EXERCISE GOAL | In the entries below, how many lines include "precision"? Reply with the number and nothing more.

INPUT DATA |

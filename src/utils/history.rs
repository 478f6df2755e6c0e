use std::collections::VecDeque;

use ndarray::{Array1, Array2, ArrayView1, ArrayView2};

use crate::utils::stats::column_mean_std;

pub const DEFAULT_HISTORY_CAPACITY: usize = 1000;

/// Bounded FIFO of raw feature vectors that the ensemble flagged as anomalous.
#[derive(Debug, Clone)]
pub struct HistoryBuffer {
    capacity: usize,
    window: VecDeque<Array1<f64>>,
}

impl Default for HistoryBuffer {
    fn default() -> Self {
        HistoryBuffer::new(DEFAULT_HISTORY_CAPACITY)
    }
}

impl HistoryBuffer {
    pub fn new(capacity: usize) -> Self {
        HistoryBuffer {
            capacity,
            window: VecDeque::with_capacity(capacity),
        }
    }

    /// Append one vector, evicting the oldest entry once the buffer is full.
    pub fn push(&mut self, x: ArrayView1<'_, f64>) {
        if self.window.len() == self.capacity {
            self.window.pop_front();
        }
        self.window.push_back(x.to_owned());
    }

    /// Append the rows of `data` whose flag is set, in row order.
    pub fn extend_flagged(&mut self, data: ArrayView2<'_, f64>, flags: &[bool]) {
        for (row, &flagged) in data.rows().into_iter().zip(flags) {
            if flagged {
                self.push(row);
            }
        }
    }

    pub fn len(&self) -> usize {
        self.window.len()
    }

    pub fn is_empty(&self) -> bool {
        self.window.is_empty()
    }

    pub fn capacity(&self) -> usize {
        self.capacity
    }

    pub fn clear(&mut self) {
        self.window.clear();
    }

    /// Width of the stored vectors, if any are stored.
    pub fn n_features(&self) -> Option<usize> {
        self.window.front().map(Array1::len)
    }

    pub fn iter(&self) -> impl Iterator<Item = &Array1<f64>> {
        self.window.iter()
    }

    /// Per-dimension mean and population standard deviation of the buffer.
    pub fn statistics(&self) -> Option<HistoryStats> {
        let n_features = self.n_features()?;
        let mut data = Array2::zeros((self.window.len(), n_features));
        for (mut dst, src) in data.rows_mut().into_iter().zip(self.window.iter()) {
            dst.assign(src);
        }
        let (mean, std) = column_mean_std(&data.view())?;
        Some(HistoryStats { mean, std })
    }
}

#[derive(Debug, Clone, PartialEq)]
pub struct HistoryStats {
    pub mean: Array1<f64>,
    pub std: Array1<f64>,
}

impl HistoryStats {
    /// Absolute standardized score per dimension. Zero-spread dimensions score 0.
    pub fn z_scores(&self, x: ArrayView1<'_, f64>) -> Array1<f64> {
        let mut z = Array1::zeros(x.len());
        for i in 0..x.len() {
            let std = self.std[i];
            if std > f64::EPSILON {
                z[i] = ((x[i] - self.mean[i]) / std).abs();
            }
        }
        z
    }

    pub fn is_extreme(&self, x: ArrayView1<'_, f64>, threshold: f64) -> bool {
        self.z_scores(x).iter().any(|&z| z > threshold)
    }
}

/// Demotes ensemble positives that are not statistically extreme relative to
/// the anomaly history.
#[derive(Debug, Clone)]
pub struct SignificanceFilter {
    threshold: f64,
    min_history: usize,
}

impl SignificanceFilter {
    pub fn new(threshold: f64, min_history: usize) -> Self {
        SignificanceFilter { threshold, min_history }
    }

    pub fn threshold(&self) -> f64 {
        self.threshold
    }

    /// Returns the filtered flags. With `min_history` or fewer buffered vectors
    /// the input flags are returned unchanged.
    pub fn apply(&self, history: &HistoryBuffer, raw: ArrayView2<'_, f64>, flags: &[bool]) -> Vec<bool> {
        if history.len() <= self.min_history {
            return flags.to_vec();
        }
        let stats = match history.statistics() {
            Some(stats) => stats,
            None => return flags.to_vec(),
        };

        raw.rows()
            .into_iter()
            .zip(flags)
            .map(|(row, &flagged)| flagged && stats.is_extreme(row, self.threshold))
            .collect()
    }
}
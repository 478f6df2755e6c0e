//! Ensemble anomaly detection for network-flow feature vectors.
//!
//! An [`AnomalyDetector`] normalizes each batch, runs three outlier detectors
//! (online isolation forest, nearest-centroid distance, DBSCAN noise), ORs
//! their flags and then demotes positives that are not statistically extreme
//! relative to a bounded history of past anomalies.

pub mod config;
pub mod detector;
pub mod error;
pub mod models;
pub mod utils;

#[cfg(feature = "python")]
mod python;

pub use config::{DetectorConfig, GrowthCriterion};
pub use detector::{AnomalyDetector, DetectionReport};
pub use error::{DetectorError, Result};
pub use models::base_model::OutlierDetector;
pub use utils::evaluation::{ClassificationReport, ConfusionMatrix};
pub use utils::history::{HistoryBuffer, SignificanceFilter};
pub use utils::scaler::StandardScaler;
pub use utils::stats::matrix_from_rows;
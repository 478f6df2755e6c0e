use serde::Serialize;

use crate::error::{DetectorError, Result};

/// Binary confusion matrix of predicted anomaly flags against ground truth.
#[derive(Debug, Clone, Copy, Default, PartialEq, Eq, Serialize)]
pub struct ConfusionMatrix {
    pub true_positives: usize,
    pub false_positives: usize,
    pub true_negatives: usize,
    pub false_negatives: usize,
}

impl ConfusionMatrix {
    pub fn from_flags(predicted: &[bool], truth: &[bool]) -> Result<Self> {
        if predicted.len() != truth.len() {
            return Err(DetectorError::ShapeMismatch { rows: truth.len(), flags: predicted.len() });
        }
        let mut cm = ConfusionMatrix::default();
        for (&p, &t) in predicted.iter().zip(truth) {
            match (p, t) {
                (true, true) => cm.true_positives += 1,
                (true, false) => cm.false_positives += 1,
                (false, false) => cm.true_negatives += 1,
                (false, true) => cm.false_negatives += 1,
            }
        }
        Ok(cm)
    }

    pub fn precision(&self) -> f64 {
        ratio(self.true_positives, self.true_positives + self.false_positives)
    }

    pub fn recall(&self) -> f64 {
        ratio(self.true_positives, self.true_positives + self.false_negatives)
    }

    pub fn f1(&self) -> f64 {
        let (p, r) = (self.precision(), self.recall());
        if p + r > 0.0 {
            2.0 * p * r / (p + r)
        } else {
            0.0
        }
    }

    pub fn report(&self) -> ClassificationReport {
        ClassificationReport {
            precision: self.precision(),
            recall: self.recall(),
            f1: self.f1(),
            support: self.true_positives + self.false_negatives,
            confusion: *self,
        }
    }
}

#[derive(Debug, Clone, Copy, PartialEq, Serialize)]
pub struct ClassificationReport {
    pub precision: f64,
    pub recall: f64,
    pub f1: f64,
    /// Number of ground-truth anomalies.
    pub support: usize,
    pub confusion: ConfusionMatrix,
}

fn ratio(num: usize, den: usize) -> f64 {
    if den > 0 {
        num as f64 / den as f64
    } else {
        0.0
    }
}
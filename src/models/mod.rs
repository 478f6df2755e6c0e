pub mod base_model;
pub mod dbscan;
pub mod kmeans;
pub mod oif;
pub mod oif_tree;
use ndarray::{Array1, Array2, ArrayView2, Axis};

use crate::error::{DetectorError, Result};
use crate::utils::stats::{check_width, column_mean_std};

/// Zero-mean / unit-variance feature scaling with statistics learned at fit time.
#[derive(Debug, Clone, Default)]
pub struct StandardScaler {
    mean: Option<Array1<f64>>,
    scale: Option<Array1<f64>>,
}

impl StandardScaler {
    pub fn new() -> Self {
        Self::default()
    }

    /// Learn per-dimension mean and scale. Zero-variance dimensions get scale 1.
    pub fn fit(&mut self, data: ArrayView2<'_, f64>) -> Result<()> {
        let (mean, std) = column_mean_std(&data).ok_or(DetectorError::EmptyInput)?;
        let scale = std.mapv(|s| if s > f64::EPSILON { s } else { 1.0 });
        self.mean = Some(mean);
        self.scale = Some(scale);
        Ok(())
    }

    pub fn transform(&self, data: ArrayView2<'_, f64>) -> Result<Array2<f64>> {
        let (mean, scale) = match (&self.mean, &self.scale) {
            (Some(mean), Some(scale)) => (mean, scale),
            _ => return Err(DetectorError::NotFitted),
        };
        check_width(&data, mean.len())?;

        let mut out = data.to_owned();
        for mut row in out.axis_iter_mut(Axis(0)) {
            row -= mean;
            row /= scale;
        }
        Ok(out)
    }

    pub fn fit_transform(&mut self, data: ArrayView2<'_, f64>) -> Result<Array2<f64>> {
        self.fit(data)?;
        self.transform(data)
    }

    pub fn n_features(&self) -> Option<usize> {
        self.mean.as_ref().map(Array1::len)
    }

    pub fn mean(&self) -> Option<&Array1<f64>> {
        self.mean.as_ref()
    }

    pub fn scale(&self) -> Option<&Array1<f64>> {
        self.scale.as_ref()
    }
}
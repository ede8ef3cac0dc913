use crate::types::{Reward, RewardStatus};

fn reward(id: u32, name: &str, description: &str, points: u32) -> Reward {
    Reward {
        id,
        name: name.to_string(),
        description: description.to_string(),
        points,
        progress: 0.0,
        earned: false,
        approved: false,
    }
}

/// Starter rewards shown before a parent configures anything.
pub fn sample_rewards() -> Vec<Reward> {
    vec![
        reward(1, "Sticker Pack", "Pick a karate sticker sheet", 50),
        reward(2, "Extra Screen Time", "30 minutes of extra screen time", 100),
        reward(3, "Choose Dinner", "Pick what the family eats tonight", 150),
        reward(4, "New Belt Bag", "A bag for your gi and belt", 300),
        reward(5, "Trip to the Park", "An afternoon at the park", 500),
    ]
}

#[derive(Clone, Debug, PartialEq)]
pub struct RewardsState {
    pub rewards: Vec<Reward>,
}

impl Default for RewardsState {
    fn default() -> Self {
        Self { rewards: sample_rewards() }
    }
}

impl RewardsState {
    /// Move every unearned reward towards its goal. Rewards that reach
    /// full progress become earned and wait for parent approval.
    pub fn update_reward_progress(&mut self, points: u32) {
        for reward in self.rewards.iter_mut().filter(|r| !r.earned) {
            let step = if reward.points == 0 {
                1.0
            } else {
                points as f64 / reward.points as f64
            };
            reward.progress = (reward.progress + step).min(1.0);
            if reward.progress >= 1.0 {
                reward.earned = true;
                reward.approved = false;
                tracing::info!("reward earned: {}", reward.name);
            }
        }
    }

    /// Pending → approved. Returns false if the reward was not pending.
    pub fn approve(&mut self, id: u32) -> bool {
        match self.rewards.iter_mut().find(|r| r.id == id) {
            Some(r) if r.status() == RewardStatus::Pending => {
                r.approved = true;
                true
            }
            _ => false,
        }
    }

    /// Send a reward back to the start.
    pub fn deny(&mut self, id: u32) -> bool {
        match self.rewards.iter_mut().find(|r| r.id == id) {
            Some(r) => {
                r.earned = false;
                r.approved = false;
                r.progress = 0.0;
                true
            }
            None => false,
        }
    }

    pub fn with_status(&self, status: RewardStatus) -> Vec<&Reward> {
        self.rewards.iter().filter(|r| r.status() == status).collect()
    }

    pub fn pending(&self) -> Vec<&Reward> {
        self.with_status(RewardStatus::Pending)
    }

    pub fn approved(&self) -> Vec<&Reward> {
        self.with_status(RewardStatus::Approved)
    }

    pub fn in_progress(&self) -> Vec<&Reward> {
        self.with_status(RewardStatus::Unearned)
    }

    /// The unearned reward closest to completion.
    pub fn next_goal(&self) -> Option<&Reward> {
        self.rewards
            .iter()
            .filter(|r| !r.earned)
            .max_by(|a, b| a.progress.total_cmp(&b.progress))
    }
}

#[cfg(test)]
mod tests {
    use super::*;

    #[test]
    fn progress_is_fraction_of_reward_points() {
        let mut state = RewardsState::default();
        state.update_reward_progress(25);
        assert_eq!(state.rewards[0].progress, 0.5);
        assert_eq!(state.rewards[1].progress, 0.25);
        assert!(state.rewards.iter().all(|r| !r.earned));
    }

    #[test]
    fn progress_is_clamped_and_marks_earned() {
        let mut state = RewardsState::default();
        state.update_reward_progress(120);
        let sticker = &state.rewards[0];
        assert_eq!(sticker.progress, 1.0);
        assert_eq!(sticker.status(), RewardStatus::Pending);
        assert_eq!(state.rewards[1].status(), RewardStatus::Pending);
        assert!(state.rewards.iter().all(|r| r.progress <= 1.0));
    }

    #[test]
    fn earned_rewards_are_not_touched() {
        let mut state = RewardsState::default();
        state.update_reward_progress(50);
        assert!(state.approve(1));
        let before = state.rewards[0].clone();
        state.update_reward_progress(1000);
        assert_eq!(state.rewards[0], before);
    }

    #[test]
    fn approve_only_pending() {
        let mut state = RewardsState::default();
        assert!(!state.approve(1));
        state.update_reward_progress(50);
        assert!(state.approve(1));
        assert!(!state.approve(1));
        assert_eq!(state.rewards[0].status(), RewardStatus::Approved);
        assert!(state.pending().is_empty());
    }

    #[test]
    fn views_partition_rewards() {
        let mut state = RewardsState::default();
        state.update_reward_progress(100);
        state.approve(1);
        assert_eq!(state.approved().iter().map(|r| r.id).collect::<Vec<_>>(), vec![1]);
        assert_eq!(state.pending().iter().map(|r| r.id).collect::<Vec<_>>(), vec![2]);
        assert_eq!(state.in_progress().len(), 3);
    }

    #[test]
    fn deny_resets_reward() {
        let mut state = RewardsState::default();
        state.update_reward_progress(60);
        assert!(state.deny(1));
        let r = &state.rewards[0];
        assert!(!r.earned && !r.approved);
        assert_eq!(r.progress, 0.0);
        assert!(!state.deny(99));
    }

    #[test]
    fn zero_point_reward_is_earned_on_any_update() {
        let mut state = RewardsState { rewards: vec![reward(7, "High Five", "", 0)] };
        state.update_reward_progress(0);
        assert!(state.rewards[0].earned);
    }

    #[test]
    fn next_goal_is_closest_unearned() {
        let mut state = RewardsState::default();
        state.update_reward_progress(60);
        assert_eq!(state.next_goal().map(|r| r.id), Some(2));
    }
}
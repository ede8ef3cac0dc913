//! Error types and the `Outcome` wrapper for network-backed operations.

use thiserror::Error;
use wasm_bindgen::JsValue;

#[derive(Error, Debug, Clone, PartialEq)]
pub enum Error {
    #[error("Network error: {0}")]
    Network(String),

    #[error("HTTP {status}: {message}")]
    Http { status: u16, message: String },

    #[error("{0}")]
    Auth(String),

    #[error("Not signed in")]
    NotAuthenticated,

    #[error("Serialization error: {0}")]
    Serialization(String),

    #[error("Storage error: {0}")]
    Storage(String),

    #[error("Invalid input: {0}")]
    InvalidInput(String),
}

pub type Result<T> = std::result::Result<T, Error>;

impl From<serde_json::Error> for Error {
    fn from(e: serde_json::Error) -> Self {
        Error::Serialization(e.to_string())
    }
}

impl From<serde_wasm_bindgen::Error> for Error {
    fn from(e: serde_wasm_bindgen::Error) -> Self {
        Error::Serialization(e.to_string())
    }
}

impl From<JsValue> for Error {
    fn from(e: JsValue) -> Self {
        Error::Network(e.as_string().unwrap_or_else(|| format!("{:?}", e)))
    }
}

/// Result of an operation that may fall back to locally produced data.
///
/// `Degraded` carries the substitute value so callers can still render it,
/// while knowing it did not come from the backend.
#[derive(Debug, Clone, PartialEq)]
pub enum Outcome<T> {
    Live(T),
    Degraded(T),
    Failed(Error),
}

impl<T> Outcome<T> {
    /// Live on success, `fallback()` as Degraded on failure.
    pub fn or_degraded(result: Result<T>, fallback: impl FnOnce() -> T) -> Self {
        match result {
            Ok(v) => Outcome::Live(v),
            Err(e) => {
                tracing::warn!("falling back to local data: {}", e);
                Outcome::Degraded(fallback())
            }
        }
    }

    pub fn from_result(result: Result<T>) -> Self {
        match result {
            Ok(v) => Outcome::Live(v),
            Err(e) => Outcome::Failed(e),
        }
    }

    pub fn is_degraded(&self) -> bool {
        matches!(self, Outcome::Degraded(_))
    }

    pub fn value(&self) -> Option<&T> {
        match self {
            Outcome::Live(v) | Outcome::Degraded(v) => Some(v),
            Outcome::Failed(_) => None,
        }
    }

    pub fn into_value(self) -> Option<T> {
        match self {
            Outcome::Live(v) | Outcome::Degraded(v) => Some(v),
            Outcome::Failed(_) => None,
        }
    }

    pub fn map<U>(self, f: impl FnOnce(T) -> U) -> Outcome<U> {
        match self {
            Outcome::Live(v) => Outcome::Live(f(v)),
            Outcome::Degraded(v) => Outcome::Degraded(f(v)),
            Outcome::Failed(e) => Outcome::Failed(e),
        }
    }
}

#[cfg(test)]
mod tests {
    use super::*;

    #[test]
    fn or_degraded_uses_fallback_on_error() {
        let out: Outcome<Vec<u32>> = Outcome::or_degraded(Err(Error::Network("down".into())), || vec![1, 2]);
        assert_eq!(out, Outcome::Degraded(vec![1, 2]));
        assert!(out.is_degraded());
    }

    #[test]
    fn failed_has_no_value() {
        let out: Outcome<u32> = Outcome::from_result(Err(Error::NotAuthenticated));
        assert_eq!(out.value(), None);
        assert_eq!(Outcome::Live(3).map(|v| v * 2).into_value(), Some(6));
    }
}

WRITTEN ANSWER | 4